# Task item
Return, from the lines below, each one that includes the word "value".
━━━━━━━━━━━━━━━━━━━━━━━━━━━━━━
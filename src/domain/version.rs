//! Version tags (`v1`, `v2`, ...)
//!
//! Tags are parsed leniently: the trailing digits are the version number,
//! and a tag without trailing digits counts as version 1.

use serde::{Deserialize, Serialize};
use std::fmt;
use std::str::FromStr;

/// Monotonic version tag of a page or translation
#[derive(Debug, Clone, Copy, PartialEq, Eq, Hash, PartialOrd, Ord, Serialize, Deserialize)]
#[serde(from = "String", into = "String")]
pub struct VersionTag(u32);

impl VersionTag {
    /// The version every new record starts at
    pub const INITIAL: VersionTag = VersionTag(1);

    pub fn new(number: u32) -> Self {
        Self(number)
    }

    /// Parses the trailing digits of a tag; malformed tags count as 1
    pub fn parse_lenient(tag: &str) -> Self {
        let tag = tag.trim();
        let digits_start = tag
            .char_indices()
            .rev()
            .take_while(|(_, c)| c.is_ascii_digit())
            .last()
            .map(|(i, _)| i);

        digits_start
            .and_then(|start| tag[start..].parse::<u32>().ok())
            .map(Self)
            .unwrap_or(Self::INITIAL)
    }

    /// Returns the numeric part
    pub fn number(&self) -> u32 {
        self.0
    }

    /// Returns the following version, `None` past `u32::MAX`
    pub fn next(&self) -> Option<Self> {
        self.0.checked_add(1).map(Self)
    }
}

impl Default for VersionTag {
    fn default() -> Self {
        Self::INITIAL
    }
}

impl fmt::Display for VersionTag {
    fn fmt(&self, f: &mut fmt::Formatter<'_>) -> fmt::Result {
        write!(f, "v{}", self.0)
    }
}

impl FromStr for VersionTag {
    type Err = std::convert::Infallible;

    fn from_str(s: &str) -> Result<Self, Self::Err> {
        Ok(Self::parse_lenient(s))
    }
}

impl From<String> for VersionTag {
    fn from(value: String) -> Self {
        Self::parse_lenient(&value)
    }
}

impl From<VersionTag> for String {
    fn from(tag: VersionTag) -> Self {
        tag.to_string()
    }
}

/// Increments a raw tag string: `"v14"` -> `"v15"`, `""` -> `"v2"`
pub fn increment(tag: &str) -> String {
    let number = u64::from(VersionTag::parse_lenient(tag).number());
    format!("v{}", number + 1)
}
━━━━━━━━━━━━━━━━━━━━━━━━━━━━━━
# Task solution
    fn from(value: String) -> Self {
        Self::parse_lenient(&value)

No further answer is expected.